To determine whether a full Data Protection Impact Assessment must be carried out before the solution is put into operation.
| Nr. | Question | Yes / No |
|---|---|---|
| 1 | Treated there special categories of personal data (health, ethnicity, religion, trade union relations, etc.)? | |
| 2 | Profile the solution citizens to make (partially) automated decisions? | |
| 3 | Transferred personal data to third countries outside the EU/EEA? | |
| 4 | Is the target group vulnerable (e.g. children, the elderly, citizens with disabilities)? | |
| 5 | Treated there large amounts of data about a significant part of the municipality's citizens? | |
| 6 | Is it about systematic monitoring of public areas (camera, IoT sensors)? | |
| 7 | Use the solution new or unproven technology, which citizens cannot reasonably expect? | |
| 8 | May have unintentional output (hallucinations). significant consequences for citizens' rights or services? | |
| 9 | Is there lack of transparency about the model's training data or decision logic? | |
| 10 | Is there a risk of data being combined with other registers and form a more comprehensive picture of the citizen? |
Huske-regel: If ≥ 3 answers are “Yes”, the Norwegian Data Protection Authority recommends a full DPIA, cf. GDPR art. 35. (eur-lex.europa.eu)
No (or minimal) personal data: the chatbot only looks up the publicly available legal text, which does not contain citizen or employee information.

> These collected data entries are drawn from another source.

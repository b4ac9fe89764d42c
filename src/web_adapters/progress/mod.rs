use actix_web::web::{scope, ServiceConfig};

mod complete;
mod dashboard_stats;
mod summary;

pub fn progress_routes(cfg: &mut ServiceConfig) {
    cfg.service(
        scope("/progress")
            .service(complete::complete)
            .service(summary::summary)
            .service(dashboard_stats::dashboard_stats),
    );
}
mod forgot_password;
mod get_me;
mod login;
mod logout;
mod register;
mod resend_verification;
use actix_web::{http, test, HttpMessage};
use chrono::Utc;
use entities::sea_orm_active_enums::ContentKind;
use sea_orm::{ActiveModelTrait, DbErr};

use crate::utils::init_app;
use common::factory::{self, *};

#[actix_web::test]
async fn happy_path() -> Result<(), DbErr> {
    let (app, db, _) = init_app().await?;
    let user = factory::user().insert(&db).await?;
    factory::progress(user.id)
        .content_kind(ContentKind::Reading)
        .completed_count(3)
        .insert(&db)
        .await?;
    factory::progress(user.id)
        .content_kind(ContentKind::Listening)
        .completed_count(2)
        .insert(&db)
        .await?;
    factory::user_activity_streak(user.id)
        .streak(4)
        .last_activity_date(Some(Utc::now().date_naive()))
        .insert(&db)
        .await?;

    let req = test::TestRequest::get().uri("/api/progress/summary").to_request();
    req.extensions_mut().insert(user.clone());
    let res = test::call_service(&app, req).await;
    assert_eq!(res.status(), http::StatusCode::OK);

    let body: serde_json::Value = test::read_body_json(res).await;
    assert_eq!(body["READING"], 3);
    assert_eq!(body["LISTENING"], 2);
    assert_eq!(body["WRITING"], 0);
    assert_eq!(body["SPEAKING"], 0);
    assert_eq!(body["STREAK"], 4);

    Ok(())
}

#[actix_web::test]
async fn every_kind_is_present_for_a_new_user() -> Result<(), DbErr> {
    let (app, db, _) = init_app().await?;
    let user = factory::user().insert(&db).await?;

    let req = test::TestRequest::get().uri("/api/progress/summary").to_request();
    req.extensions_mut().insert(user.clone());
    let res = test::call_service(&app, req).await;
    assert_eq!(res.status(), http::StatusCode::OK);

    let body: serde_json::Value = test::read_body_json(res).await;
    for key in ["READING", "LISTENING", "WRITING", "SPEAKING", "STREAK"] {
        assert_eq!(body[key], 0, "expected {} to be zero", key);
    }

    Ok(())
}

#[actix_web::test]
async fn unauthorized_if_not_logged_in() -> Result<(), DbErr> {
    let (app, _, _) = init_app().await?;

    let req = test::TestRequest::get().uri("/api/progress/summary").to_request();
    let res = test::call_service(&app, req).await;
    assert_eq!(res.status(), http::StatusCode::UNAUTHORIZED);

    Ok(())
}
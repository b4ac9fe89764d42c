use std::fmt::Debug;

use actix_web::HttpResponse;
use serde::{Deserialize, Serialize};
use tracing::{event, Level};

pub mod auth;
pub mod emails;

#[derive(Serialize, Deserialize)]
pub struct ErrorResponse {
    pub error: String,
}

/// Bad Request
pub fn response_400(error_message: &str) -> HttpResponse {
    HttpResponse::BadRequest().json(ErrorResponse {
        error: error_message.to_string(),
    })
}

/// Unauthorized
pub fn response_401() -> HttpResponse {
    HttpResponse::Unauthorized().json(ErrorResponse {
        error: "You are not logged in.".to_string(),
    })
}

/// NotFound
pub fn response_404(error_message: &str) -> HttpResponse {
    HttpResponse::NotFound().json(ErrorResponse {
        error: error_message.to_string(),
    })
}

/// Conflict
pub fn response_409(error_message: &str) -> HttpResponse {
    HttpResponse::Conflict().json(ErrorResponse {
        error: error_message.to_string(),
    })
}

/// Internal Server Error: with logging
pub fn response_500<T: Debug>(e: T) -> HttpResponse {
    event!(target: "backend", Level::ERROR, "{:?}", e);
    HttpResponse::InternalServerError().json(ErrorResponse {
        error: "Some unexpected error happened. Please try again later.".to_string(),
    })
}
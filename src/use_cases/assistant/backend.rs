use std::{future::Future, time::Duration};

use common::settings::types::AssistantSettings;
use serde_json::Value;

use crate::{error_500, UseCaseError};

pub struct InferenceResponse {
    pub status: u16,
    pub body: String,
}

/// Transport seam for the inference API. The error string is a transport
/// failure description for logging; it never reaches end users.
pub trait InferenceBackend {
    fn send(
        &self,
        api_key: &str,
        payload: &Value,
    ) -> impl Future<Output = Result<InferenceResponse, String>>;
}

pub struct ReqwestBackend {
    client: reqwest::Client,
    endpoint: String,
}

impl ReqwestBackend {
    pub fn new(settings: &AssistantSettings) -> Result<Self, UseCaseError> {
        let client = reqwest::Client::builder()
            .timeout(Duration::from_secs(settings.timeout_seconds))
            .build()
            .map_err(error_500)?;
        Ok(Self {
            client,
            endpoint: settings.endpoint.clone(),
        })
    }
}

impl InferenceBackend for ReqwestBackend {
    async fn send(&self, api_key: &str, payload: &Value) -> Result<InferenceResponse, String> {
        let response = self
            .client
            .post(&self.endpoint)
            .bearer_auth(api_key)
            .json(payload)
            .send()
            .await
            .map_err(|e| format!("{:?}", e))?;
        let status = response.status().as_u16();
        let body = response.text().await.map_err(|e| format!("{:?}", e))?;
        Ok(InferenceResponse { status, body })
    }
}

Thus, the processing does not trigger a high risk for the rights of natural persons. (retsinformation.dk)
No profiling or automatic decisions: the assistant only provides paragraph explanations; it makes no decisions on individual cases.

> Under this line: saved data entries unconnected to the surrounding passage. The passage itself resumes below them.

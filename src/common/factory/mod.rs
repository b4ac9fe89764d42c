mod action_token;
mod progress;
mod user;
mod user_activity_streak;

pub use action_token::{action_token, ActionTokenFactory};
pub use progress::{progress, ProgressFactory};
pub use user::{user, UserFactory};
pub use user_activity_streak::{user_activity_streak, UserActivityStreakFactory};
use actix_web::{http, test};
use sea_orm::DbErr;

use crate::utils::init_app;

#[actix_web::test]
async fn reports_configuration_state() -> Result<(), DbErr> {
    let (app, _, _) = init_app().await?;

    let req = test::TestRequest::get().uri("/api/assistant/status").to_request();
    let res = test::call_service(&app, req).await;
    assert_eq!(res.status(), http::StatusCode::OK);

    let body: serde_json::Value = test::read_body_json(res).await;
    assert!(body["configured"].is_boolean());
    assert!(body["message"].is_string());

    Ok(())
}
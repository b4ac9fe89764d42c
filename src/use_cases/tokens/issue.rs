use chrono::{DateTime, FixedOffset};
use db_adapters::action_token_adapter::{
    ActionTokenAdapter, ActionTokenMutation, CreateActionTokenParams,
};
use entities::{
    action_token, custom_methods::action_token::TokenKindTrait, sea_orm_active_enums::TokenKind,
    user,
};

use crate::{error_500, tokens::secret::generate_secret, UseCaseError};

/// Mints a fresh single-use token. `expires_at` is fixed at creation and
/// never refreshed afterwards.
pub async fn issue_token<'a>(
    user: &user::Model,
    kind: TokenKind,
    token_adapter: ActionTokenAdapter<'a>,
    now: DateTime<FixedOffset>,
) -> Result<action_token::Model, UseCaseError> {
    token_adapter
        .create(CreateActionTokenParams {
            secret: generate_secret(),
            user_id: user.id,
            kind,
            expires_at: now + kind.time_to_live(),
            created_at: now,
        })
        .await
        .map_err(error_500)
}
use actix_web::{http, test};
use entities::{action_token, sea_orm_active_enums::TokenKind, user};
use sea_orm::{ActiveModelTrait, ColumnTrait, DbErr, EntityTrait, QueryFilter};
use serde_json::json;
use uuid::Uuid;

use crate::utils::init_app;
use common::factory;

#[actix_web::test]
async fn happy_path() -> Result<(), DbErr> {
    let (app, db, _) = init_app().await?;
    let email = format!("{}@test.com", Uuid::new_v4());

    let req = test::TestRequest::post()
        .uri("/api/users/register")
        .set_json(json!({
            "email": email,
            "password": "password",
            "first_name": "Aruzhan",
        }))
        .to_request();
    let res = test::call_service(&app, req).await;
    assert_eq!(res.status(), http::StatusCode::CREATED);

    let body: serde_json::Value = test::read_body_json(res).await;
    assert_eq!(body["email"], email);
    assert_eq!(body["first_name"], "Aruzhan");
    assert_eq!(body["email_verified"], false);

    let created_user = user::Entity::find()
        .filter(user::Column::Email.eq(email))
        .one(&db)
        .await?
        .expect("user should have been created");
    assert!(!created_user.email_verified);
    assert!(created_user.password.starts_with("$argon2id$"));

    let token = action_token::Entity::find()
        .filter(action_token::Column::UserId.eq(created_user.id))
        .one(&db)
        .await?
        .expect("verification token should have been created");
    assert_eq!(token.kind, TokenKind::EmailVerification);
    assert!(!token.used);

    Ok(())
}

#[actix_web::test]
async fn conflict_on_duplicate_email() -> Result<(), DbErr> {
    let (app, db, _) = init_app().await?;
    let existing = factory::user().insert(&db).await?;

    let req = test::TestRequest::post()
        .uri("/api/users/register")
        .set_json(json!({
            "email": existing.email,
            "password": "password",
            "first_name": "Aruzhan",
        }))
        .to_request();
    let res = test::call_service(&app, req).await;
    assert_eq!(res.status(), http::StatusCode::CONFLICT);

    let user_count = user::Entity::find()
        .filter(user::Column::Email.eq(existing.email))
        .all(&db)
        .await?
        .len();
    assert_eq!(user_count, 1);

    Ok(())
}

All data processing remains in the EU: Promte hosts all models and log data on EU-based servers, so there are no third-country transfers that could otherwise trigger DPIA obligations.
Users are not a vulnerable group: the target group is municipal employees, not children or other vulnerable citizens.
On our 10-point checklist, only one question (“new technology?”) will typically get a one Yes, i.e. far below the DPIA limit. A brief risk assessment and registration in the municipality's treatment register is therefore sufficient; a full DPIA is usually unnecessary.